The poor New York Times is not getting respect from every fashion-conscious geek's favorite brand, Apple.
Apple released a new version of its Mac OS, and they didn't give the Times an advance copy. They added insult to injury by granting Rupert Murdoch's Wall Street Journal an exclusive interview with the company's president. A journalistic coup, and the NYT was nowhere to be found:
According to The Washington Post, the Times ended up having to cite Apple's press releases as well as other publications for its OS X 10.8 review. To top it off, its report hit the internet late, which was described as an embarrassment for the Times.
"They are playing access journalism," said an anonymous source at The New York Times. "I've heard it from people inside Apple. They said, look, you guys are going to get less access based on the iEconomy series.""

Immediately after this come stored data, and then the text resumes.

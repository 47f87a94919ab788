#![no_main]
use libfuzzer_sys::fuzz_target;
use markup_tree::json;
use markup_tree::serial::serialize;

fuzz_target!(|data: &[u8]| {
    if let Ok(s) = std::str::from_utf8(data) {
        // Decode -> serialize should never panic, whatever the input shape
        if let Ok(tree) = json::from_str(s) {
            let _ = serialize(&tree);
        }
    }
});
//! Error types for tree construction and untyped tree input.
//!
//! Serializing a well-typed [`TreeValue`](crate::tree::TreeValue) cannot fail,
//! so every error here originates at a boundary where values arrive without
//! static types: a component reference that is not one of the three known
//! kinds, or a JSON document that does not have the node descriptor shape.
//!
//! All errors are fail-fast. Construction and serialization are deterministic,
//! so retrying the same input reproduces the same error.

use thiserror::Error;

/// An error raised by the node builder.
#[derive(Debug, Clone, PartialEq, Eq, Error)]
pub enum BuildError {
    /// The component reference is neither a compound component, a tag
    /// identifier, nor the fragment sentinel.
    #[error("invalid component kind: expected a tag name, a compound component or null, found {found}")]
    InvalidComponentKind {
        /// A short description of what was supplied instead (e.g. `"number"`).
        found: &'static str,
    },
}

/// An error raised while decoding a JSON-encoded tree.
#[derive(Debug, Error)]
pub enum DecodeError {
    /// The input was not valid JSON.
    #[error("invalid JSON: {0}")]
    Json(#[from] serde_json::Error),

    /// An object in the input does not have the node descriptor shape.
    #[error("malformed node at {path}: {message}")]
    MalformedNode {
        /// Location of the offending value, e.g. `/props/children/2`.
        path: String,
        /// What was wrong with it.
        message: String,
    },

    /// The node builder rejected a component reference.
    #[error("at {path}: {source}")]
    Build {
        /// Location of the offending `tag` value.
        path: String,
        /// The underlying builder error.
        #[source]
        source: BuildError,
    },
}

impl DecodeError {
    /// Returns the location of the offending value, if the error has one.
    #[must_use]
    pub fn path(&self) -> Option<&str> {
        match self {
            Self::Json(_) => None,
            Self::MalformedNode { path, .. } | Self::Build { path, .. } => Some(path),
        }
    }
}
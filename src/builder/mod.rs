//! The node builder.
//!
//! Every tree is constructed through [`build`], which takes a [`Component`]
//! and a property bag:
//!
//! - a [`Component::Tag`] wraps the bag into a [`Node`] with that tag name,
//! - [`Component::Fragment`] produces a tagless node whose children are
//!   emitted without a wrapping element,
//! - a [`Component::Compound`] is called once with the full bag (children
//!   included) and its result is returned as-is, so compound components are
//!   fully expanded before serialization.
//!
//! No tag name or property is validated here; the builder accepts any name.

use std::fmt;
use std::sync::Arc;

use tracing::trace;

use crate::error::BuildError;
use crate::tree::{Node, Props, TreeValue};

/// The tag name whose children are emitted verbatim, without escaping.
pub const RAW_TAG: &str = "Raw";

/// A compound component: expands a property bag into a tree value.
pub type CompoundFn = Arc<dyn Fn(Props) -> TreeValue + Send + Sync>;

/// A component reference.
#[derive(Clone)]
pub enum Component {
    /// A callable that renders a sub-tree from its props.
    Compound(CompoundFn),
    /// A plain element name.
    Tag(String),
    /// The fragment sentinel: no wrapping element.
    Fragment,
}

impl Component {
    /// Wraps a closure as a compound component.
    pub fn compound<F>(f: F) -> Self
    where
        F: Fn(Props) -> TreeValue + Send + Sync + 'static,
    {
        Self::Compound(Arc::new(f))
    }

    /// Resolves an untyped component reference.
    ///
    /// Strings become tags and `null` becomes the fragment sentinel. JSON
    /// has no callables, so every other shape is rejected.
    ///
    /// # Errors
    ///
    /// Returns [`BuildError::InvalidComponentKind`] for booleans, numbers,
    /// arrays and objects.
    pub fn from_json(value: &serde_json::Value) -> Result<Self, BuildError> {
        use serde_json::Value;
        match value {
            Value::String(tag) => Ok(Self::Tag(tag.clone())),
            Value::Null => Ok(Self::Fragment),
            Value::Bool(_) => Err(BuildError::InvalidComponentKind { found: "boolean" }),
            Value::Number(_) => Err(BuildError::InvalidComponentKind { found: "number" }),
            Value::Array(_) => Err(BuildError::InvalidComponentKind { found: "array" }),
            Value::Object(_) => Err(BuildError::InvalidComponentKind { found: "object" }),
        }
    }
}

impl fmt::Debug for Component {
    fn fmt(&self, f: &mut fmt::Formatter<'_>) -> fmt::Result {
        match self {
            Self::Compound(_) => f.write_str("Compound(..)"),
            Self::Tag(tag) => f.debug_tuple("Tag").field(tag).finish(),
            Self::Fragment => f.write_str("Fragment"),
        }
    }
}

impl From<&str> for Component {
    fn from(tag: &str) -> Self {
        Self::Tag(tag.to_string())
    }
}

impl From<String> for Component {
    fn from(tag: String) -> Self {
        Self::Tag(tag)
    }
}

impl From<Option<&str>> for Component {
    fn from(tag: Option<&str>) -> Self {
        tag.map_or(Self::Fragment, Into::into)
    }
}

impl From<CompoundFn> for Component {
    fn from(f: CompoundFn) -> Self {
        Self::Compound(f)
    }
}

/// Builds a tree value from a component and its props.
///
/// # Examples
///
/// ```
/// use markup_tree::builder::build;
/// use markup_tree::serial::serialize;
/// use markup_tree::tree::Props;
///
/// let tree = build(
///     "Foo",
///     Props::new().children(vec![
///         build("Bar", Props::new().attr("hello", "world")),
///         build("Baz", Props::new()),
///     ]),
/// );
/// assert_eq!(serialize(&tree), r#"<Foo><Bar hello="world"/><Baz/></Foo>"#);
/// ```
pub fn build(component: impl Into<Component>, props: Props) -> TreeValue {
    match component.into() {
        Component::Compound(f) => {
            trace!(attributes = props.attributes().count(), "expanding compound component");
            f(props)
        }
        Component::Tag(tag) => TreeValue::Node(Node::new(Some(tag), props)),
        Component::Fragment => TreeValue::Node(Node::new(None, props)),
    }
}

/// Builds a tree value from a component, its props and a list of children.
///
/// The children replace any children already in `props` and are stored as a
/// sequence; otherwise this is identical to [`build`].
pub fn build_with_children<I>(component: impl Into<Component>, mut props: Props, children: I) -> TreeValue
where
    I: IntoIterator,
    I::Item: Into<TreeValue>,
{
    props.set_children(children.into_iter().collect::<TreeValue>());
    build(component, props)
}

/// Builds a plain element.
pub fn element(tag: impl Into<String>, props: Props) -> TreeValue {
    build(Component::Tag(tag.into()), props)
}

/// Builds a fragment grouping `children` without a wrapping element.
pub fn fragment<I>(children: I) -> TreeValue
where
    I: IntoIterator,
    I::Item: Into<TreeValue>,
{
    build_with_children(Component::Fragment, Props::new(), children)
}

/// Builds a [`RAW_TAG`] node whose text is emitted without escaping.
///
/// ```
/// use markup_tree::builder::raw;
/// use markup_tree::serial::serialize;
///
/// assert_eq!(serialize(&raw("<Foo/>")), "<Foo/>");
/// ```
pub fn raw(markup: impl Into<String>) -> TreeValue {
    element(RAW_TAG, Props::new().children(markup.into()))
}
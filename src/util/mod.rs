//! Small text helpers shared by the serializer.
//!
//! Contains attribute name case conversion and number formatting.

pub mod case;
pub mod number;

The Times, for its part, was actually trying to play 'newspaper' in covering Apple's atrocious record on sweatshop labor at its Chinese suppliers. Back in the day, this would be considered the bread and butter of the journalism profession.
Along the way, however, the New York Times got itself sucked into a bit of "access journalism" of its own.
We remember well the job Judy Miller did in the run-up to the Iraq war. She essentially served as Scooter Libby's personal conduit into the news columns of the paper of record.
That won the Times lots of scoops, and while the mood in the country was festive and blowhards of all stripes were patting themselves on the back for the USA's big achievement, the NYT was riding high, too. They could do no wrong.
That is, until it all started to blow up in their faces. Those smoking guns that were supposed to turn into mushroom clouds? Never existed. It was all a lie, one that the Times scooped up like a fat, smelly dog turd and ran with.
Then there was the warrantless wiretapping story, which the Times sat on for a year -- through the 2004 elections, incidentally, which may have materially affected the outcome -- before finally allowing it to be published. What kind of leverage does a partisan political operation have over the "newspaper of record"
Could the cluster of grapes BushCo dangled over the Times have been exclusive access to newsmakers? Isn't that the same thing, incidentally, the WaPo was accused of selling, when it offered sit-down sessions with their top-flight reporters -- for a hefty fee, of course?
The news business is a smelly, completely compromised and craven institution that acts just like the other corporate fat cats in doing its part to prop up the status quo.
What Apple does is unconscionable, but we expect mega corporations to be all about rapacity and insatiable greed, while at one time there was at least the popular image of the crusading newspaper editor afflicting the comfortable and comforting the afflicted.
Now, we're all afflicted and fuck'd.